═════ DATA RECORDS

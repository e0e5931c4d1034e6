// SPDX-License-Identifier: Apache-2.0
// Copyright 2025 itsakeyfut
//
// Licensed under the Apache License, Version 2.0 (the "License");
// you may not use this file except in compliance with the License.
// You may obtain a copy of the License at
//
//     http://www.apache.org/licenses/LICENSE-2.0
//
// Unless required by applicable law or agreed to in writing, software
// distributed under the License is distributed on an "AS IS" BASIS,
// WITHOUT WARRANTIES OR CONDITIONS OF ANY KIND, either express or implied.
// See the License for the specific language governing permissions and
// limitations under the License.

//! Frame swapchain
//!
//! Two VRAM-sized buffers presented alternately to the host. On each
//! vblank the core publishes a complete VRAM snapshot and flips the
//! buffer index under the mutex; the host reads the non-producer buffer
//! under the same mutex through [`Swapchain::with_consumer`], which
//! blocks publication for the duration of the callback. A slow consumer
//! therefore delays the producer instead of tearing the frame.

use std::sync::Mutex;

use crate::core::gpu::{VRAM_HEIGHT, VRAM_WIDTH};

/// Cells per published frame (1024 x 512, ABGR1555)
pub const FRAME_CELLS: usize = VRAM_WIDTH * VRAM_HEIGHT;

struct Buffers {
    frames: [Box<[u16]>; 2],
    /// Index of the producer-side buffer
    index: usize,
}

/// Double-buffered frame handoff between the core and the host
pub struct Swapchain {
    buffers: Mutex<Buffers>,
}

impl Swapchain {
    pub fn new() -> Self {
        Self {
            buffers: Mutex::new(Buffers {
                frames: [
                    vec![0u16; FRAME_CELLS].into_boxed_slice(),
                    vec![0u16; FRAME_CELLS].into_boxed_slice(),
                ],
                index: 0,
            }),
        }
    }

    /// Producer side: copy a finished frame in and flip the buffers
    pub fn publish(&self, frame: &[u16]) {
        let mut buffers = self.buffers.lock().unwrap();

        let index = buffers.index;
        buffers.frames[index].copy_from_slice(frame);
        buffers.index = 1 - index;
    }

    /// Consumer side: borrow the most recently published frame
    ///
    /// The producer cannot flip while the callback runs.
    pub fn with_consumer<R>(&self, f: impl FnOnce(&[u16]) -> R) -> R {
        let buffers = self.buffers.lock().unwrap();
        f(&buffers.frames[1 - buffers.index])
    }
}

impl Default for Swapchain {
    fn default() -> Self {
        Self::new()
    }
}

#[cfg(test)]
mod tests {
    use super::*;
    use std::sync::Arc;

    #[test]
    fn test_consumer_sees_latest_published_frame() {
        let swapchain = Swapchain::new();

        let mut frame = vec![0u16; FRAME_CELLS];
        frame[0] = 0x1234;
        swapchain.publish(&frame);

        swapchain.with_consumer(|consumed| {
            assert_eq!(consumed[0], 0x1234);
        });

        frame[0] = 0x5678;
        swapchain.publish(&frame);

        swapchain.with_consumer(|consumed| {
            assert_eq!(consumed[0], 0x5678);
        });
    }

    #[test]
    fn test_unpublished_frame_stays_hidden() {
        let swapchain = Swapchain::new();

        let mut frame = vec![0u16; FRAME_CELLS];
        frame[100] = 0xAAAA;
        swapchain.publish(&frame);

        frame[100] = 0xBBBB;
        swapchain.publish(&frame);

        // Two publishes: the consumer sees the second, not a mix
        swapchain.with_consumer(|consumed| {
            assert_eq!(consumed[100], 0xBBBB);
        });
    }

    #[test]
    fn test_cross_thread_publication() {
        let swapchain = Arc::new(Swapchain::new());
        let producer_chain = swapchain.clone();

        let producer = std::thread::spawn(move || {
            let mut frame = vec![0u16; FRAME_CELLS];
            for n in 1..=32u16 {
                frame.fill(n);
                producer_chain.publish(&frame);
            }
        });

        // Frames are always internally consistent
        for _ in 0..100 {
            swapchain.with_consumer(|consumed| {
                let first = consumed[0];
                assert!(consumed.iter().all(|&cell| cell == first));
            });
        }

        producer.join().unwrap();
    }
}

══════════

Give back all of the entries above, unchanged in every word.

repository e0e5931c4d1034e6
// SPDX-License-Identifier: Apache-2.0
// Copyright 2025 itsakeyfut
//
// Licensed under the Apache License, Version 2.0 (the "License");
// you may not use this file except in compliance with the License.
// You may obtain a copy of the License at
//
//     http://www.apache.org/licenses/LICENSE-2.0
//
// Unless required by applicable law or agreed to in writing, software
// distributed under the License is distributed on an "AS IS" BASIS,
// WITHOUT WARRANTIES OR CONDITIONS OF ANY KIND, either express or implied.
// See the License for the specific language governing permissions and
// limitations under the License.

//! Frame swapchain
//!
//! Two VRAM-sized buffers presented alternately to the host. On each
//! vblank the core publishes a complete VRAM snapshot and flips the
//! buffer index under the mutex; the host reads the non-producer buffer
//! under the same mutex through [`Swapchain::with_consumer`], which
//! blocks publication for the duration of the callback. A slow consumer
//! therefore delays the producer instead of tearing the frame.

use std::sync::Mutex;

use crate::core::gpu::{VRAM_HEIGHT, VRAM_WIDTH};

/// Cells per published frame (1024 x 512, ABGR1555)
pub const FRAME_CELLS: usize = VRAM_WIDTH * VRAM_HEIGHT;

struct Buffers {
    frames: [Box<[u16]>; 2],
    /// Index of the producer-side buffer
    index: usize,
}

/// Double-buffered frame handoff between the core and the host
pub struct Swapchain {
    buffers: Mutex<Buffers>,
}

impl Swapchain {
    pub fn new() -> Self {
        Self {
            buffers: Mutex::new(Buffers {
                frames: [
                    vec![0u16; FRAME_CELLS].into_boxed_slice(),
                    vec![0u16; FRAME_CELLS].into_boxed_slice(),
                ],
                index: 0,
            }),
        }
    }

    /// Producer side: copy a finished frame in and flip the buffers
    pub fn publish(&self, frame: &[u16]) {
        let mut buffers = self.buffers.lock().unwrap();

        let index = buffers.index;
        buffers.frames[index].copy_from_slice(frame);
        buffers.index = 1 - index;
    }

    /// Consumer side: borrow the most recently published frame
    ///
    /// The producer cannot flip while the callback runs.
    pub fn with_consumer<R>(&self, f: impl FnOnce(&[u16]) -> R) -> R {
        let buffers = self.buffers.lock().unwrap();
        f(&buffers.frames[1 - buffers.index])
    }
}

impl Default for Swapchain {
    fn default() -> Self {
        Self::new()
    }
}

#[cfg(test)]
mod tests {
    use super::*;
    use std::sync::Arc;

    #[test]
    fn test_consumer_sees_latest_published_frame() {
        let swapchain = Swapchain::new();

        let mut frame = vec![0u16; FRAME_CELLS];
        frame[0] = 0x1234;
        swapchain.publish(&frame);

        swapchain.with_consumer(|consumed| {
            assert_eq!(consumed[0], 0x1234);
        });

        frame[0] = 0x5678;
        swapchain.publish(&frame);

        swapchain.with_consumer(|consumed| {
            assert_eq!(consumed[0], 0x5678);
        });
    }

    #[test]
    fn test_unpublished_frame_stays_hidden() {
        let swapchain = Swapchain::new();

        let mut frame = vec![0u16; FRAME_CELLS];
        frame[100] = 0xAAAA;
        swapchain.publish(&frame);

        frame[100] = 0xBBBB;
        swapchain.publish(&frame);

        // Two publishes: the consumer sees the second, not a mix
        swapchain.with_consumer(|consumed| {
            assert_eq!(consumed[100], 0xBBBB);
        });
    }

    #[test]
    fn test_cross_thread_publication() {
        let swapchain = Arc::new(Swapchain::new());
        let producer_chain = swapchain.clone();

        let producer = std::thread::spawn(move || {
            let mut frame = vec![0u16; FRAME_CELLS];
            for n in 1..=32u16 {
                frame.fill(n);
                producer_chain.publish(&frame);
            }
        });

        // Frames are always internally consistent
        for _ in 0..100 {
            swapchain.with_consumer(|consumed| {
                let first = consumed[0];
                assert!(consumed.iter().all(|&cell| cell == first));
            });
        }

        producer.join().unwrap();
    }
}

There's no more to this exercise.